Assistant Professor, Electrical Dept., RITEE, Chhattisgarh, India

Abstract— DC drive techniques are typically used in many commercial applications such as robotics, actuation and manipulators. In the initially two, a wide variety of place administration is required. Adjusting means for PID operator is very important for the process sectors. Proportionate Important Mixture remotes have the advantage of simple framework, good balance, and great stability. Accordingly, PID remotes are commonly used to management program results, especially for techniques with precise statistical designs. The key issue for PID remotes is the precise and effective tuning of factors. The aim of this thesis is to study the Position management of DC motor using Synthetic Bee Community Criteria. To be able to fix this problem a PID operator under Synthetic Bee Community Criteria with self–tuning is used, which will perform best quality place management. The performance of Control Criteria is provided through a simulator and in contrast to the quality of PID operator. The suggested technique is in contrast to Ziegler Nichols technique. It is found that the suggested PID factors modification by the Synthetic Bee Community Criteria is better than the Ziegler & Nichols’ technique. This suggested technique could be used to the higher purchase program also.
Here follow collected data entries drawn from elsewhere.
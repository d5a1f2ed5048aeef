use std::{
  fs::File,
  io::{BufRead, Read, Seek, SeekFrom},
  path::Path,
};

use memchr::memmem;

use crate::engine::CoreError;

/// Length of the file at `path`, read fresh on every call.
pub(crate) fn file_len(path: &Path) -> Result<u64, CoreError> {
  let meta = std::fs::metadata(path)?;
  if !meta.is_file() {
    return Err(CoreError::InvalidArg(format!(
      "not a regular file: {}",
      path.display()
    )));
  }
  Ok(meta.len())
}

/// Bounded random-access reads over one file, scoped to a single request.
pub(crate) struct WindowReader {
  file: File,
  len: u64,
}

impl WindowReader {
  pub(crate) fn open(path: &Path) -> Result<Self, CoreError> {
    let file = File::open(path)?;
    let len = file.metadata()?.len();
    Ok(Self { file, len })
  }

  pub(crate) fn len(&self) -> u64 {
    self.len
  }

  /// Up to `size` bytes starting at `offset`; short only at end of file.
  pub(crate) fn read_at(&mut self, offset: u64, size: usize) -> Result<Vec<u8>, CoreError> {
    if offset >= self.len || size == 0 {
      return Ok(Vec::new());
    }
    let want = (size as u64).min(self.len - offset);
    self.file.seek(SeekFrom::Start(offset))?;
    let mut out = Vec::with_capacity(want as usize);
    (&mut self.file).take(want).read_to_end(&mut out)?;
    Ok(out)
  }

  /// Like `read_at`, decoded lossily: a multi-byte character split by the
  /// window edge becomes U+FFFD.
  pub(crate) fn read_lossy(&mut self, offset: u64, size: usize) -> Result<String, CoreError> {
    let bytes = self.read_at(offset, size)?;
    Ok(String::from_utf8_lossy(&bytes).into_owned())
  }

  /// Start of the last `needle` lying wholly inside `[0, end)`, read backwards
  /// `chunk` bytes at a time.
  pub(crate) fn rfind(&mut self, needle: &[u8], end: u64, chunk: usize) -> Result<Option<u64>, CoreError> {
    let n = needle.len() as u64;
    let chunk = (chunk as u64).max(n * 2);
    let mut hi = end.min(self.len);
    while hi >= n {
      let lo = hi.saturating_sub(chunk);
      let bytes = self.read_at(lo, (hi - lo) as usize)?;
      if let Some(i) = memmem::rfind(&bytes, needle) {
        return Ok(Some(lo + i as u64));
      }
      if lo == 0 {
        break;
      }
      // overlap so a needle straddling `lo` is still seen
      hi = lo + n - 1;
    }
    Ok(None)
  }

  /// Start of the first `needle` lying wholly inside `[start, end)`.
  pub(crate) fn find(
    &mut self,
    needle: &[u8],
    start: u64,
    end: u64,
    chunk: usize,
  ) -> Result<Option<u64>, CoreError> {
    let n = needle.len() as u64;
    let chunk = (chunk as u64).max(n * 2);
    let end = end.min(self.len);
    let mut lo = start;
    while lo + n <= end {
      let hi = (lo + chunk).min(end);
      let bytes = self.read_at(lo, (hi - lo) as usize)?;
      if let Some(i) = memmem::find(&bytes, needle) {
        return Ok(Some(lo + i as u64));
      }
      if hi == end {
        break;
      }
      lo = hi + 1 - n;
    }
    Ok(None)
  }
}

/// `BufRead` adapter that counts newlines in consumed bytes, so a streaming
/// parser can report the line of each event without a second pass.
pub(crate) struct LineCountingReader<R> {
  inner: R,
  newlines: u64,
}

impl<R: BufRead> LineCountingReader<R> {
  pub(crate) fn new(inner: R) -> Self {
    Self { inner, newlines: 0 }
  }

  /// 1-based line of the next unconsumed byte.
  pub(crate) fn line(&self) -> u64 {
    self.newlines + 1
  }
}

impl<R: BufRead> Read for LineCountingReader<R> {
  fn read(&mut self, out: &mut [u8]) -> std::io::Result<usize> {
    let available = self.fill_buf()?;
    let n = available.len().min(out.len());
    out[..n].copy_from_slice(&available[..n]);
    self.consume(n);
    Ok(n)
  }
}

impl<R: BufRead> BufRead for LineCountingReader<R> {
  fn fill_buf(&mut self) -> std::io::Result<&[u8]> {
    self.inner.fill_buf()
  }

  fn consume(&mut self, amt: usize) {
    if amt > 0 {
      if let Ok(buf) = self.inner.fill_buf() {
        let upto = amt.min(buf.len());
        self.newlines += memchr::memchr_iter(b'\n', &buf[..upto]).count() as u64;
      }
    }
    self.inner.consume(amt);
  }
}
Keywords—PID controller, Artificial Bee Colony (ABC),

DC Motor.

I. INTRODUCTION

In most of the commercial procedures like electric, technical, construction, oil market, iron & metal market, energy areas, development sites, paper market, drinks market, etc. the need for higher efficiency is putting new requirements on systems connected with electric engines. They lead to different problems in perform function due to fast characteristics and uncertainty. That is why management is needed by the system to achieve balance and to perform at preferred set objectives. The effective rate and position management of electric engines is of outmost importance due to various non-linear effects like load and interference that affected the engine to vary from its normal function. The dc (DC) engine is a device that used in many areas in order to turn energy into technical energy. This is all result from the accessibility to rate remotes is wide variety, easily and many ways. In most programs, rate management is very essential. For example, if we have DC engine in radio operator car, if we just apply a continuous energy to the engine, it is impossible to maintain the preferred rate.

It will go more slowly over bumpy road, more slowly continuous, quicker from top to bottom and so on. So, it is essential make a operator to management the rate of DC engine in preferred rate.

DC engine performs a significant role in modern market. The purpose of a engine rate operator is to take a indication comprising the required rate, and to drive a engine at that rate. There are numerous programs where management of rate is required, as in moving generators, cranes, hoists, elevators.

A.Optimizing Of PID Controller

Zeigler & Nichols Method: For the program under research, Zeigler-Nichols adjusting concept depending on crucial obtains and crucial interval will be used. In this technique, the important time will be set to infinity and the mixture time to zero. This is used to get the preliminary PID establishing of the program. This PID establishing will then be further enhanced using the Primary Style method and Prolonged Style method.

In this technique, only the proportionate management activity will be used. The will be improved to a crucial value at which the program outcome will display continual the vibrations. In this technique, if the program outcome does not display the continual the vibrations hence this technique does not implement.

From the reaction below, the program under research is indeed oscillatory and hence the Z-N adjusting concept depending on crucial obtains and crucial interval can be used.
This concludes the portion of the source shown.